Sentiment analysis of reviews: Text Pre-processing

9 min readFeb 7, 2018

This post will take you through the steps to cleaning textual data and prepare the target variable.

How Happy is London?

For my capstone project at GA I have decided to create a model that predicts the sentiment of reviews to investigate happiness in London. I will come back to this question later. First let’s create our model!

Training Data

To make a model you first need training data. I was able to find labeled training data for sentiment evaluation of restaurant reviews in New York from meta-share, a language data resource. It can be found here and can be freely downloaded as an xml file when signing up.

Lets first look at the data. I only extracting the data that is necessary for my model. The first column showing the polarity of the review and second column text of the review.

import pandas as pd
import numpy as np
import xml.etree.ElementTree as ETxml_path = './NLP/ABSA15_RestaurantsTrain2/ABSA-15_Restaurants_Train_Final.xml'def parse_data_2015(xml_path):
    container = []                                              
    reviews = ET.parse(xml_path).getroot()                      
    
    for review in reviews:  
        sentences = review.getchildren()[0].getchildren()       
        for sentence in sentences:                                  
            sentence_text = sentence.getchildren()[0].text          
            
            try:                                                     
                opinions = sentence.getchildren()[1].getchildren()
            
                for opinion in opinions:                                
                    polarity = opinion.attrib["polarity"]
                    target = opinion.attrib["target"]
        
                    row = {"sentence": sentence_text, "sentiment":polarity}   
                    container.append(row)                                                              
                
            except IndexError: 
                row = {"sentence": sentence_text}        
                container.append(row)                                                               
                
    return pd.DataFrame(container)ABSA_df = parse_data_2015(xml_path)
ABSA_df.head()

Before we start cleaning the text I wanted to ensure duplicates were dropped. Since we are using sentiment as our target (the variable we will be predicting) we cannot have any null values so these are dropped leaving the us with 1,201 rows.

ABSA_df.isnull().sum()

print "Original:", ABSA_df.shape
ABSA_dd = ABSA_df.drop_duplicates()
dd = ABSA_dd.reset_index(drop=True)
print "Drop Dupicates:", dd.shape
dd_dn = dd.dropna()
df = dd_dn.reset_index(drop=True)
print "Drop Nulls:", df.shape

Dirty dirty text

Of all data, text is the most unstructured form and so means we have a lot of cleaning to do. These pre-processing steps help convert noise from high dimensional features to the low dimensional space to obtain as much accurate information as possible from the text.

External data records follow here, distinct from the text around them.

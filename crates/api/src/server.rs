//! Server configuration and startup.

use crate::error::ConfigError;
use crate::routes::create_router;
use crate::state::AppState;
use std::net::SocketAddr;
use std::path::PathBuf;
use std::sync::Arc;
use tokio::net::TcpListener;
use tracing::info;
use yield_opt_data::providers::{HttpCatalog, JsonFileCatalog, StaticCatalog};
use yield_opt_data::{OpportunityProvider, ProviderError};

/// Environment variable holding the bind host.
pub const HOST_VAR: &str = "YIELD_OPT_HOST";
/// Environment variable holding the bind port.
pub const PORT_VAR: &str = "YIELD_OPT_PORT";
/// Environment variable holding a catalog file path or URL.
pub const CATALOG_VAR: &str = "YIELD_OPT_CATALOG";
/// Environment variable holding a fixed backtest seed.
pub const SEED_VAR: &str = "YIELD_OPT_BACKTEST_SEED";

/// Where the catalog comes from.
#[derive(Debug, Clone, PartialEq, Eq)]
pub enum CatalogSource {
    /// The catalog bundled with the data crate.
    Bundled,
    /// A JSON file re-read on every request.
    File(PathBuf),
    /// A JSON endpoint fetched on every request.
    Url(String),
}

impl CatalogSource {
    /// URLs starting with `http://` or `https://` are fetched, anything else is a file path.
    #[must_use]
    pub fn parse(value: &str) -> Self {
        if value.starts_with("http://") || value.starts_with("https://") {
            Self::Url(value.to_string())
        } else {
            Self::File(PathBuf::from(value))
        }
    }

    /// Builds the provider for this source.
    ///
    /// # Errors
    /// Returns an error when the bundled catalog is malformed or the HTTP
    /// client cannot be built.
    pub fn provider(&self) -> Result<Arc<dyn OpportunityProvider>, ProviderError> {
        Ok(match self {
            Self::Bundled => Arc::new(StaticCatalog::bundled()?),
            Self::File(path) => Arc::new(JsonFileCatalog::new(path.clone())),
            Self::Url(url) => Arc::new(HttpCatalog::new(url.clone())?),
        })
    }
}

/// Server configuration.
#[derive(Debug, Clone)]
pub struct ServerConfig {
    pub host: String,
    pub port: u16,
    pub catalog: CatalogSource,
    pub backtest_seed: Option<u64>,
}

impl Default for ServerConfig {
    fn default() -> Self {
        Self {
            host: "0.0.0.0".to_string(),
            port: 8080,
            catalog: CatalogSource::Bundled,
            backtest_seed: None,
        }
    }
}

impl ServerConfig {
    /// Reads the configuration from the process environment.
    ///
    /// # Errors
    /// Returns [`ConfigError::InvalidVar`] when the port or seed does not parse.
    pub fn from_env() -> Result<Self, ConfigError> {
        Self::from_lookup(|var| std::env::var(var).ok())
    }

    /// Reads the configuration through `lookup`, falling back to defaults for unset variables.
    ///
    /// # Errors
    /// Returns [`ConfigError::InvalidVar`] when the port or seed does not parse.
    pub fn from_lookup<F>(lookup: F) -> Result<Self, ConfigError>
    where
        F: Fn(&'static str) -> Option<String>,
    {
        let mut config = Self::default();

        if let Some(host) = lookup(HOST_VAR).filter(|h| !h.is_empty()) {
            config.host = host;
        }
        if let Some(port) = lookup(PORT_VAR) {
            config.port = port.parse().map_err(|_| ConfigError::InvalidVar {
                var: PORT_VAR,
                value: port,
            })?;
        }
        if let Some(catalog) = lookup(CATALOG_VAR).filter(|c| !c.is_empty()) {
            config.catalog = CatalogSource::parse(&catalog);
        }
        if let Some(seed) = lookup(SEED_VAR) {
            config.backtest_seed = Some(seed.parse().map_err(|_| ConfigError::InvalidVar {
                var: SEED_VAR,
                value: seed,
            })?);
        }

        Ok(config)
    }

    /// Socket address string to bind.
    #[must_use]
    pub fn bind_address(&self) -> String {
        format!("{}:{}", self.host, self.port)
    }
}

/// HTTP server hosting the optimizer.
pub struct ApiServer {
    config: ServerConfig,
    state: AppState,
}

impl ApiServer {
    #[must_use]
    pub fn new(config: ServerConfig, state: AppState) -> Self {
        Self { config, state }
    }

    /// Binds and serves until Ctrl-C.
    ///
    /// # Errors
    /// Returns an error when the address cannot be bound or the server fails.
    pub async fn run(self) -> std::io::Result<()> {
        let listener = TcpListener::bind(self.config.bind_address()).await?;
        let addr: SocketAddr = listener.local_addr()?;
        info!(
            %addr,
            provider = self.state.provider.name(),
            seeded = self.state.backtest_seed.is_some(),
            "Yield optimizer API listening"
        );

        axum::serve(listener, create_router(self.state))
            .with_graceful_shutdown(shutdown_signal())
            .await
    }
}

async fn shutdown_signal() {
    if tokio::signal::ctrl_c().await.is_ok() {
        info!("Shutdown signal received");
    }
}

#[cfg(test)]
mod tests {
    use super::*;
    use std::collections::HashMap;

    fn lookup(vars: &[(&'static str, &str)]) -> impl Fn(&'static str) -> Option<String> {
        let map: HashMap<&'static str, String> =
            vars.iter().map(|(k, v)| (*k, (*v).to_string())).collect();
        move |var| map.get(var).cloned()
    }

    #[test]
    fn test_defaults_when_unset() {
        let config = ServerConfig::from_lookup(lookup(&[])).unwrap();
        assert_eq!(config.bind_address(), "0.0.0.0:8080");
        assert_eq!(config.catalog, CatalogSource::Bundled);
        assert_eq!(config.backtest_seed, None);
    }

    #[test]
    fn test_reads_every_variable() {
        let config = ServerConfig::from_lookup(lookup(&[
            (HOST_VAR, "127.0.0.1"),
            (PORT_VAR, "9000"),
            (CATALOG_VAR, "/srv/catalog.json"),
            (SEED_VAR, "42"),
        ]))
        .unwrap();
        assert_eq!(config.bind_address(), "127.0.0.1:9000");
        assert_eq!(config.catalog, CatalogSource::File("/srv/catalog.json".into()));
        assert_eq!(config.backtest_seed, Some(42));
    }

    #[test]
    fn test_invalid_port_rejected() {
        let err = ServerConfig::from_lookup(lookup(&[(PORT_VAR, "eighty")])).unwrap_err();
        assert!(err.to_string().contains(PORT_VAR));
    }

    #[test]
    fn test_catalog_source_parsing() {
        assert_eq!(
            CatalogSource::parse("https://indexer.example/yields"),
            CatalogSource::Url("https://indexer.example/yields".to_string())
        );
        assert!(matches!(CatalogSource::parse("catalog.json"), CatalogSource::File(_)));
    }
}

Preprocessing data can consist of many steps depending on the data and the situation. To guide me through cleaning, I used a blogpost from analytics vidhya which shows the process of cleaning tweets. As we are dealing with reviews, some of the methods will not apply here.

To further organise this process a blogpost from kdnuggets split it into categories of tokenization, normalization and substitution.

Preprocessing: Tokenization

Tokenization is the process of converting text into tokens before transforming it into vectors. It is also easier to filter out unnecessary tokens. For example, a document into paragraphs or sentences into words. In this case we are tokenising the reviews into words.

df.sentence[17]

from nltk.tokenize import word_tokenize
tokens = word_tokenize(df.sentence[17])
print(tokens)

Stopwords

Stop words are the most commonly occuring words which are not relevant in the context of the data and do not contribute any deeper meaning to the phrase. In this case contain no sentiment. NLTK provide a library used for this.

from nltk.corpus import stopwords
stop_words = stopwords.words('english')print [i for i in tokens if i not in stop_words]

Preprocessing: Normalization

Words which look different due to casing or written another way but are the same in meaning need to be process correctly. Normalisation processes ensure that these words are treated equally. For example, changing numbers to their word equivalents or converting the casing of all the text.

‘100’ → ‘one hundred’

‘Apple’ → ‘apple’

The following normalisation changes are made:

1. Casing the Characters

Converting character to the same case so the same words are recognised as the same. In this case we converted to lowercase.

df.sentence[24]

lower_case = df.sentence[24].lower()
lower_case

2. Negation handling

Apostrophes connecting words are used everywhere, especially in public reviews. To maintain uniform structure it is recommended they should be converted into standard lexicons. The text will then follow the rules of context free grammar and helps avoids any word-sense disambiguation.

There was an apostrophe dictionary found from user comments on analytics vidhy blog which you can download here. The dictionary is in lowercase so the conversion will follow from the lower casing above.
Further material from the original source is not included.